//! Provenance records: append-only evidence for nodes and edges
//!
//! A record is never rewritten to "fix" a fact. Corrections are new records or
//! a review-status transition; `status` is the only field that changes after
//! creation.

use crate::{EdgeId, Location, NodeId, ProvenanceId};
use serde::{Deserialize, Serialize};
use std::fmt;
use std::str::FromStr;

/// Clamp a score into `[0, 1]`; NaN becomes 0
pub fn clamp_unit(value: f64) -> f64 {
    if value.is_nan() {
        0.0
    } else {
        value.clamp(0.0, 1.0)
    }
}

/// Effective confidence of a single record: `confidence * trust`, in `[0, 1]`
///
/// Inputs are clamped before multiplying, so out-of-range values written by
/// an older client cannot leak out of the unit interval.
pub fn effective_confidence(record: &Provenance) -> f64 {
    clamp_unit(record.confidence) * clamp_unit(record.trust)
}

/// Kind of item a provenance record is about
#[derive(Debug, Clone, Copy, PartialEq, Eq, Hash, Serialize, Deserialize)]
#[serde(rename_all = "lowercase")]
pub enum TargetType {
    /// A node
    Node,
    /// An edge
    Edge,
}

impl TargetType {
    /// Storage name
    pub fn as_str(&self) -> &'static str {
        match self {
            TargetType::Node => "node",
            TargetType::Edge => "edge",
        }
    }

    /// Parse from the storage name
    pub fn parse(s: &str) -> Option<Self> {
        match s {
            "node" => Some(TargetType::Node),
            "edge" => Some(TargetType::Edge),
            _ => None,
        }
    }
}

impl FromStr for TargetType {
    type Err = String;

    fn from_str(s: &str) -> Result<Self, Self::Err> {
        Self::parse(s).ok_or_else(|| format!("Invalid target type: {}", s))
    }
}

/// The node or edge a provenance record is evidence for
#[derive(Debug, Clone, Copy, PartialEq, Eq, Hash, Serialize, Deserialize)]
#[serde(tag = "target_type", content = "target_id", rename_all = "lowercase")]
pub enum Target {
    /// Evidence about a node
    Node(NodeId),
    /// Evidence about an edge
    Edge(EdgeId),
}

impl Target {
    /// Which kind of item this is
    pub fn target_type(&self) -> TargetType {
        match self {
            Target::Node(_) => TargetType::Node,
            Target::Edge(_) => TargetType::Edge,
        }
    }

    /// The raw id value, regardless of kind
    pub fn raw_id(&self) -> u128 {
        match self {
            Target::Node(id) => id.value(),
            Target::Edge(id) => id.value(),
        }
    }

    /// Rebuild a target from its stored parts
    pub fn from_parts(target_type: TargetType, raw_id: u128) -> Self {
        match target_type {
            TargetType::Node => Target::Node(NodeId::from_value(raw_id)),
            TargetType::Edge => Target::Edge(EdgeId::from_value(raw_id)),
        }
    }
}

impl Default for Target {
    fn default() -> Self {
        Target::Node(NodeId::nil())
    }
}

impl fmt::Display for Target {
    fn fmt(&self, f: &mut fmt::Formatter<'_>) -> fmt::Result {
        match self {
            Target::Node(id) => write!(f, "node:{}", id),
            Target::Edge(id) => write!(f, "edge:{}", id),
        }
    }
}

Exercise objective ▸ Copy out all the records exactly.

Final answer ▸
//! Provenance records: append-only evidence for nodes and edges
//!
//! A record is never rewritten to "fix" a fact. Corrections are new records or
//! a review-status transition; `status` is the only field that changes after
//! creation.

use crate::{EdgeId, Location, NodeId, ProvenanceId};
use serde::{Deserialize, Serialize};
use std::fmt;
use std::str::FromStr;

/// Clamp a score into `[0, 1]`; NaN becomes 0
pub fn clamp_unit(value: f64) -> f64 {
    if value.is_nan() {
        0.0
    } else {
        value.clamp(0.0, 1.0)
    }
}

/// Effective confidence of a single record: `confidence * trust`, in `[0, 1]`
///
/// Inputs are clamped before multiplying, so out-of-range values written by
/// an older client cannot leak out of the unit interval.
pub fn effective_confidence(record: &Provenance) -> f64 {
    clamp_unit(record.confidence) * clamp_unit(record.trust)
}

/// Kind of item a provenance record is about
#[derive(Debug, Clone, Copy, PartialEq, Eq, Hash, Serialize, Deserialize)]
#[serde(rename_all = "lowercase")]
pub enum TargetType {
    /// A node
    Node,
    /// An edge
    Edge,
}

impl TargetType {
    /// Storage name
    pub fn as_str(&self) -> &'static str {
        match self {
            TargetType::Node => "node",
            TargetType::Edge => "edge",
        }
    }

    /// Parse from the storage name
    pub fn parse(s: &str) -> Option<Self> {
        match s {
            "node" => Some(TargetType::Node),
            "edge" => Some(TargetType::Edge),
            _ => None,
        }
    }
}

impl FromStr for TargetType {
    type Err = String;

    fn from_str(s: &str) -> Result<Self, Self::Err> {
        Self::parse(s).ok_or_else(|| format!("Invalid target type: {}", s))
    }
}

/// The node or edge a provenance record is evidence for
#[derive(Debug, Clone, Copy, PartialEq, Eq, Hash, Serialize, Deserialize)]
#[serde(tag = "target_type", content = "target_id", rename_all = "lowercase")]
pub enum Target {
    /// Evidence about a node
    Node(NodeId),
    /// Evidence about an edge
    Edge(EdgeId),
}

impl Target {
    /// Which kind of item this is
    pub fn target_type(&self) -> TargetType {
        match self {
            Target::Node(_) => TargetType::Node,
            Target::Edge(_) => TargetType::Edge,
        }
    }

    /// The raw id value, regardless of kind
    pub fn raw_id(&self) -> u128 {
        match self {
            Target::Node(id) => id.value(),
            Target::Edge(id) => id.value(),
        }
    }

    /// Rebuild a target from its stored parts
    pub fn from_parts(target_type: TargetType, raw_id: u128) -> Self {
        match target_type {
            TargetType::Node => Target::Node(NodeId::from_value(raw_id)),
            TargetType::Edge => Target::Edge(EdgeId::from_value(raw_id)),
        }
    }
}

impl Default for Target {
    fn default() -> Self {
        Target::Node(NodeId::nil())
    }
}

impl fmt::Display for Target {
    fn fmt(&self, f: &mut fmt::Formatter<'_>) -> fmt::Result {
        match self {
            Target::Node(id) => write!(f, "node:{}", id),
            Target::Edge(id) => write!(f, "edge:{}", id),
        }
    }
}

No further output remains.